_ACTION ITEM_
Would you please return the lines of the material that contain the word "builds"?

_WORKING DATA_
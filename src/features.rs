use serde::{Deserialize, Serialize};

use crate::part_of_day::{classify, PartOfDay};

/// Column names, in the order the model was fit against.
pub const FEATURE_SCHEMA: [&str; 12] = [
    "Delivery_person_Age",
    "Delivery_person_Ratings",
    "Vehicle_condition",
    "multiple_deliveries",
    "distance_km",
    "Hour_Placed",
    "Weatherconditions",
    "Road_traffic_density",
    "Type_of_vehicle",
    "Festival",
    "City",
    "Part_Of_Day",
];

/// Columns that carry a category label rather than a number.
pub const CATEGORICAL_COLUMNS: [&str; 6] = [
    "Weatherconditions",
    "Road_traffic_density",
    "Type_of_vehicle",
    "Festival",
    "City",
    "Part_Of_Day",
];

/// Numeric columns collected as whole numbers.
pub const INTEGER_COLUMNS: [&str; 4] = [
    "Delivery_person_Age",
    "Vehicle_condition",
    "multiple_deliveries",
    "Hour_Placed",
];

pub fn is_integer(column: &str) -> bool {
    INTEGER_COLUMNS.contains(&column)
}

pub fn is_categorical(column: &str) -> bool {
    CATEGORICAL_COLUMNS.contains(&column)
}

/// Trip attributes as collected from a user, before any derivation.
#[derive(Debug, Clone, PartialEq, Serialize, Deserialize)]
pub struct RawInputs {
    pub courier_age: i64,
    pub courier_rating: f64,
    pub vehicle_condition: i64,
    pub multiple_deliveries: i64,
    pub distance_km: f64,
    pub hour_placed: i64,
    pub weather_condition: String,
    pub road_traffic_density: String,
    pub vehicle_type: String,
    pub festival: String,
    pub city: String,
}

#[derive(Debug, Clone, PartialEq)]
pub enum FeatureValue {
    Int(i64),
    Float(f64),
    Text(String),
}

impl FeatureValue {
    pub fn as_f64(&self) -> Option<f64> {
        match self {
            FeatureValue::Int(v) => Some(*v as f64),
            FeatureValue::Float(v) => Some(*v),
            FeatureValue::Text(_) => None,
        }
    }

    pub fn as_text(&self) -> Option<&str> {
        match self {
            FeatureValue::Text(s) => Some(s),
            _ => None,
        }
    }
}

/// Fixed-schema record handed to a predictor. Only `assemble` builds one, so
/// `part_of_day` always agrees with `hour_placed`.
#[derive(Debug, Clone, PartialEq, Serialize)]
pub struct TripFeatures {
    #[serde(rename = "Delivery_person_Age")]
    courier_age: i64,
    #[serde(rename = "Delivery_person_Ratings")]
    courier_rating: f64,
    #[serde(rename = "Vehicle_condition")]
    vehicle_condition: i64,
    #[serde(rename = "multiple_deliveries")]
    multiple_deliveries: i64,
    #[serde(rename = "distance_km")]
    distance_km: f64,
    #[serde(rename = "Hour_Placed")]
    hour_placed: i64,
    #[serde(rename = "Weatherconditions")]
    weather_condition: String,
    #[serde(rename = "Road_traffic_density")]
    road_traffic_density: String,
    #[serde(rename = "Type_of_vehicle")]
    vehicle_type: String,
    #[serde(rename = "Festival")]
    festival: String,
    #[serde(rename = "City")]
    city: String,
    #[serde(rename = "Part_Of_Day")]
    part_of_day: PartOfDay,
}

/// Derives the part of day and builds the record. Trusts its caller: no range
/// or category checks happen here.
pub fn assemble(raw: RawInputs) -> TripFeatures {
    TripFeatures {
        part_of_day: classify(raw.hour_placed),
        courier_age: raw.courier_age,
        courier_rating: raw.courier_rating,
        vehicle_condition: raw.vehicle_condition,
        multiple_deliveries: raw.multiple_deliveries,
        distance_km: raw.distance_km,
        hour_placed: raw.hour_placed,
        weather_condition: raw.weather_condition,
        road_traffic_density: raw.road_traffic_density,
        vehicle_type: raw.vehicle_type,
        festival: raw.festival,
        city: raw.city,
    }
}

impl TripFeatures {
    pub fn courier_age(&self) -> i64 {
        self.courier_age
    }

    pub fn courier_rating(&self) -> f64 {
        self.courier_rating
    }

    pub fn vehicle_condition(&self) -> i64 {
        self.vehicle_condition
    }

    pub fn multiple_deliveries(&self) -> i64 {
        self.multiple_deliveries
    }

    pub fn distance_km(&self) -> f64 {
        self.distance_km
    }

    pub fn hour_placed(&self) -> i64 {
        self.hour_placed
    }

    pub fn weather_condition(&self) -> &str {
        &self.weather_condition
    }

    pub fn road_traffic_density(&self) -> &str {
        &self.road_traffic_density
    }

    pub fn vehicle_type(&self) -> &str {
        &self.vehicle_type
    }

    pub fn festival(&self) -> &str {
        &self.festival
    }

    pub fn city(&self) -> &str {
        &self.city
    }

    pub fn part_of_day(&self) -> PartOfDay {
        self.part_of_day
    }

    /// `(column, value)` pairs in `FEATURE_SCHEMA` order.
    pub fn columns(&self) -> Vec<(&'static str, FeatureValue)> {
        let values = [
            FeatureValue::Int(self.courier_age),
            FeatureValue::Float(self.courier_rating),
            FeatureValue::Int(self.vehicle_condition),
            FeatureValue::Int(self.multiple_deliveries),
            FeatureValue::Float(self.distance_km),
            FeatureValue::Int(self.hour_placed),
            FeatureValue::Text(self.weather_condition.clone()),
            FeatureValue::Text(self.road_traffic_density.clone()),
            FeatureValue::Text(self.vehicle_type.clone()),
            FeatureValue::Text(self.festival.clone()),
            FeatureValue::Text(self.city.clone()),
            FeatureValue::Text(self.part_of_day.as_str().to_string()),
        ];
        FEATURE_SCHEMA.into_iter().zip(values).collect()
    }
}

#[cfg(test)]
pub(crate) mod tests {
    use super::*;

    pub(crate) fn sample_inputs() -> RawInputs {
        RawInputs {
            courier_age: 30,
            courier_rating: 4.5,
            vehicle_condition: 1,
            multiple_deliveries: 1,
            distance_km: 5.0,
            hour_placed: 14,
            weather_condition: "Sunny".to_string(),
            road_traffic_density: "Low".to_string(),
            vehicle_type: "motorcycle".to_string(),
            festival: "No".to_string(),
            city: "Urban".to_string(),
        }
    }

    #[test]
    fn assemble_derives_part_of_day() {
        let features = assemble(sample_inputs());
        assert_eq!(features.part_of_day(), PartOfDay::Afternoon);
        assert_eq!(features.hour_placed(), 14);
        assert_eq!(features.city(), "Urban");
    }

    #[test]
    fn assemble_is_idempotent() {
        assert_eq!(assemble(sample_inputs()), assemble(sample_inputs()));
    }

    #[test]
    fn part_of_day_depends_only_on_hour() {
        for hour in 0..24 {
            let mut a = sample_inputs();
            a.hour_placed = hour;
            let mut b = RawInputs {
                courier_age: 45,
                courier_rating: 2.0,
                vehicle_condition: 3,
                multiple_deliveries: 0,
                distance_km: 19.9,
                hour_placed: hour,
                weather_condition: "Fog".to_string(),
                road_traffic_density: "Jam".to_string(),
                vehicle_type: "scooter".to_string(),
                festival: "Yes".to_string(),
                city: "Metropolitian".to_string(),
            };
            let fa = assemble(a);
            assert_eq!(fa.part_of_day(), classify(hour));
            b.hour_placed = hour;
            assert_eq!(assemble(b).part_of_day(), fa.part_of_day());
        }
    }

    #[test]
    fn columns_follow_schema_order() {
        let features = assemble(sample_inputs());
        let names: Vec<&str> = features.columns().iter().map(|(n, _)| *n).collect();
        assert_eq!(names, FEATURE_SCHEMA);
        let columns = features.columns();
        assert_eq!(columns[0].1, FeatureValue::Int(30));
        assert_eq!(columns[1].1, FeatureValue::Float(4.5));
        assert_eq!(columns[11].1, FeatureValue::Text("Afternoon".to_string()));
    }

    #[test]
    fn serialized_keys_match_schema() {
        let value = serde_json::to_value(assemble(sample_inputs())).unwrap();
        let keys: Vec<&str> = value
            .as_object()
            .unwrap()
            .keys()
            .map(String::as_str)
            .collect();
        let mut expected: Vec<&str> = FEATURE_SCHEMA.to_vec();
        expected.sort_unstable();
        let mut sorted = keys.clone();
        sorted.sort_unstable();
        assert_eq!(sorted, expected);
        assert_eq!(value["Part_Of_Day"], "Afternoon");
        assert_eq!(value["Delivery_person_Ratings"], 4.5);
    }
}
//! Gridlink MQTT Transport
//!
//! Connection admission and pipeline assembly for the device-connectivity
//! platform:
//! - Listening-socket lifecycle with ordered startup and shutdown
//!   ([`service::TransportService`])
//! - Per-connection processing pipeline: optional TLS termination, MQTT
//!   framing bounded by a payload ceiling, and the protocol session handler
//!   hookup ([`pipeline`])
//! - Two dedicated worker pools: a small accepting pool that only admits
//!   connections, and a processing pool that owns every pipeline for its
//!   whole lifetime
//!
//! Packet semantics, authentication, persistence and quota accounting are
//! collaborator concerns injected through `gridlink-core`.

pub mod codec;
pub mod config;
pub mod error;
pub mod pipeline;
pub mod service;
pub mod tls;

pub use codec::{FrameDecoder, FrameEncoder};
pub use config::{MemoryDiagnostics, SecurityConfig, TransportConfig};
pub use error::{Result, TransportError};
pub use pipeline::{
    ConnectionContext, OutboundSender, PipelineBuilder, PipelinePlan, SessionHandler,
    SessionHandlerFactory, StageKind,
};
pub use service::{Phase, TransportService};
pub use tls::PeerIdentity;
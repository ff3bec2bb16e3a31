//! Device session handler
//!
//! The terminal pipeline stage for the standalone server. Authenticates on
//! CONNECT (quota first, then credentials), routes publishes through the
//! payload adaptor to the event sink, acknowledges subscriptions within the
//! device/gateway namespace, and answers PINGREQ. Session resources are
//! released through the connection-close hook.

use async_trait::async_trait;
use mqttbytes::v4::{ConnAck, ConnectReturnCode, Packet, PubAck, SubAck, SubscribeReasonCode, UnsubAck};
use mqttbytes::QoS;
use std::sync::Arc;
use tracing::{debug, warn};

use gridlink_core::{
    topics, AuthOutcome, DeviceCredentials, DeviceIdentity, SessionEvent,
};
use gridlink_transport::{
    ConnectionContext, Result, SessionHandler, SessionHandlerFactory, TransportError,
};

/// Subscription filters a device session may hold
const ALLOWED_FILTERS: &[&str] = &[
    topics::DEVICE_ATTRIBUTES_TOPIC,
    topics::DEVICE_ATTRIBUTES_RESPONSES_TOPIC,
    topics::DEVICE_RPC_REQUESTS_SUB_TOPIC,
    topics::GATEWAY_ATTRIBUTES_TOPIC,
    topics::GATEWAY_ATTRIBUTES_RESPONSE_TOPIC,
    topics::GATEWAY_RPC_TOPIC,
];

pub struct DeviceSession {
    ctx: ConnectionContext,
    device: Option<DeviceIdentity>,
    subscriptions: Vec<String>,
}

impl DeviceSession {
    fn new(ctx: ConnectionContext) -> Self {
        Self {
            ctx,
            device: None,
            subscriptions: Vec::new(),
        }
    }

    async fn handle_connect(&mut self, connect: mqttbytes::v4::Connect) -> Result<()> {
        let host = self.ctx.peer_addr.ip().to_string();
        if self.ctx.collaborators.quota.is_quota_exceeded(&host).await {
            warn!(host = %host, "Connection rejected by quota service");
            self.send_connack(ConnectReturnCode::ServiceUnavailable).await?;
            return Err(gridlink_core::Error::QuotaExceeded(host).into());
        }

        // Strong authentication uses the TLS peer certificate when the
        // security stage surfaced one; otherwise the MQTT login
        let credentials = match self
            .ctx
            .peer_identity
            .as_ref()
            .and_then(|identity| identity.leaf())
        {
            Some(leaf) => DeviceCredentials::X509 {
                certificate_der: leaf.to_vec(),
            },
            None => DeviceCredentials::Basic {
                client_id: connect.client_id.clone(),
                username: connect.login.as_ref().map(|l| l.username.clone()),
                password: connect.login.as_ref().map(|l| l.password.clone()),
            },
        };

        match self.ctx.collaborators.auth.authenticate(&credentials).await {
            AuthOutcome::Authorized(identity) => {
                self.send_connack(ConnectReturnCode::Success).await?;
                self.ctx
                    .collaborators
                    .event_sink
                    .accept(SessionEvent::Connected {
                        device: identity.clone(),
                    })
                    .await;
                self.device = Some(identity);
                Ok(())
            }
            AuthOutcome::Denied(reason) => {
                warn!(client_id = %connect.client_id, "Authentication denied: {reason}");
                self.send_connack(ConnectReturnCode::NotAuthorized).await?;
                Err(gridlink_core::Error::AuthDenied(reason).into())
            }
        }
    }

    async fn send_connack(&self, code: ConnectReturnCode) -> Result<()> {
        self.ctx
            .outbound
            .send(Packet::ConnAck(ConnAck {
                session_present: false,
                code,
            }))
            .await
    }

    async fn handle_publish(&mut self, publish: mqttbytes::v4::Publish) -> Result<()> {
        let device = match &self.device {
            Some(device) => device.clone(),
            None => {
                warn!("PUBLISH before CONNECT");
                return Err(TransportError::ConnectionClosed);
            }
        };

        if publish.qos == QoS::AtLeastOnce {
            self.ctx
                .outbound
                .send(Packet::PubAck(PubAck { pkid: publish.pkid }))
                .await?;
        }

        let message = self
            .ctx
            .adaptor
            .decode_publish(&publish.topic, &publish.payload)?;
        self.ctx
            .collaborators
            .event_sink
            .accept(SessionEvent::Message { device, message })
            .await;
        Ok(())
    }

    async fn handle_subscribe(&mut self, subscribe: mqttbytes::v4::Subscribe) -> Result<()> {
        let mut return_codes = Vec::with_capacity(subscribe.filters.len());
        for filter in &subscribe.filters {
            if ALLOWED_FILTERS.contains(&filter.path.as_str()) {
                debug!(filter = %filter.path, "Subscription accepted");
                self.subscriptions.push(filter.path.clone());
                return_codes.push(SubscribeReasonCode::Success(filter.qos));
            } else {
                warn!(filter = %filter.path, "Subscription outside the namespace");
                return_codes.push(SubscribeReasonCode::Failure);
            }
        }
        self.ctx
            .outbound
            .send(Packet::SubAck(SubAck {
                pkid: subscribe.pkid,
                return_codes,
            }))
            .await
    }
}

#[async_trait]
impl SessionHandler for DeviceSession {
    async fn handle_packet(&mut self, packet: Packet) -> Result<()> {
        match packet {
            Packet::Connect(connect) => self.handle_connect(connect).await,
            Packet::Publish(publish) => self.handle_publish(publish).await,
            Packet::Subscribe(subscribe) => self.handle_subscribe(subscribe).await,
            Packet::Unsubscribe(unsubscribe) => {
                self.subscriptions
                    .retain(|filter| !unsubscribe.topics.contains(filter));
                self.ctx
                    .outbound
                    .send(Packet::UnsubAck(UnsubAck {
                        pkid: unsubscribe.pkid,
                    }))
                    .await
            }
            Packet::PingReq => self.ctx.outbound.send(Packet::PingResp).await,
            Packet::Disconnect => Ok(()),
            other => {
                debug!("Ignoring packet: {other:?}");
                Ok(())
            }
        }
    }

    fn on_connection_closed(&mut self) {
        self.subscriptions.clear();
        if let Some(device) = self.device.take() {
            let sink = Arc::clone(&self.ctx.collaborators.event_sink);
            // Fires from the processing pool; during pool teardown the
            // runtime may already be gone, in which case there is no one
            // left to deliver to
            if let Ok(handle) = tokio::runtime::Handle::try_current() {
                handle.spawn(async move {
                    sink.accept(SessionEvent::Disconnected { device }).await;
                });
            }
        }
    }
}

/// One [`DeviceSession`] per accepted connection
pub struct DeviceSessionFactory;

impl SessionHandlerFactory for DeviceSessionFactory {
    fn create(&self, ctx: ConnectionContext) -> Box<dyn SessionHandler> {
        Box::new(DeviceSession::new(ctx))
    }
}
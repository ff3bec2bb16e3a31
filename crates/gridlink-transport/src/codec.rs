//! MQTT framing stages
//!
//! The decoder is stateful and owned by a single connection; the encoder is
//! stateless and shared across every connection. Wire-level packet layout
//! is delegated to `mqttbytes`.

use bytes::{Bytes, BytesMut};
use mqttbytes::v4::{self, Packet};

use crate::error::{Result, TransportError};

/// Initial capacity of the per-connection read buffer
const READ_BUFFER_CAPACITY: usize = 4096;

/// Inbound frame decoder bounded by the configured payload ceiling.
///
/// The ceiling applies to a frame's remaining length (variable header plus
/// payload). A frame at exactly the ceiling is accepted; anything larger is
/// a protocol violation reported before the full frame has even arrived,
/// and the connection owning this decoder must be closed.
pub struct FrameDecoder {
    buffer: BytesMut,
    max_payload_size: usize,
}

impl FrameDecoder {
    pub fn new(max_payload_size: usize) -> Self {
        Self {
            buffer: BytesMut::with_capacity(READ_BUFFER_CAPACITY),
            max_payload_size,
        }
    }

    /// Accumulation buffer for the socket read side
    pub fn buffer_mut(&mut self) -> &mut BytesMut {
        &mut self.buffer
    }

    /// Decode the next complete frame, if one has fully arrived.
    ///
    /// `Ok(None)` means more bytes are needed. Every error is fatal for the
    /// connection: either the frame exceeds the ceiling or it is malformed.
    pub fn decode(&mut self) -> Result<Option<Packet>> {
        match v4::read(&mut self.buffer, self.max_payload_size) {
            Ok(packet) => Ok(Some(packet)),
            Err(mqttbytes::Error::InsufficientBytes(_)) => Ok(None),
            Err(mqttbytes::Error::PayloadSizeLimitExceeded(size)) => {
                Err(TransportError::PayloadTooLarge {
                    size,
                    limit: self.max_payload_size,
                })
            }
            Err(e) => Err(TransportError::MalformedFrame(e)),
        }
    }
}

/// Outbound frame encoder, stateless and shared across connections
#[derive(Debug, Default, Clone, Copy)]
pub struct FrameEncoder;

impl FrameEncoder {
    pub fn encode(&self, packet: &Packet) -> Result<Bytes> {
        let mut buf = BytesMut::new();
        let written = match packet {
            Packet::Connect(p) => p.write(&mut buf),
            Packet::ConnAck(p) => p.write(&mut buf),
            Packet::Publish(p) => p.write(&mut buf),
            Packet::PubAck(p) => p.write(&mut buf),
            Packet::PubRec(p) => p.write(&mut buf),
            Packet::PubRel(p) => p.write(&mut buf),
            Packet::PubComp(p) => p.write(&mut buf),
            Packet::Subscribe(p) => p.write(&mut buf),
            Packet::SubAck(p) => p.write(&mut buf),
            Packet::Unsubscribe(p) => p.write(&mut buf),
            Packet::UnsubAck(p) => p.write(&mut buf),
            Packet::PingReq => v4::PingReq.write(&mut buf),
            Packet::PingResp => v4::PingResp.write(&mut buf),
            Packet::Disconnect => v4::Disconnect.write(&mut buf),
        };
        written.map_err(TransportError::Encode)?;
        Ok(buf.freeze())
    }
}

_SOLUTION TO THE PROBLEM_
/// Fixed-schema record handed to a predictor. Only `assemble` builds one, so
/// Derives the part of day and builds the record. Trusts its caller: no range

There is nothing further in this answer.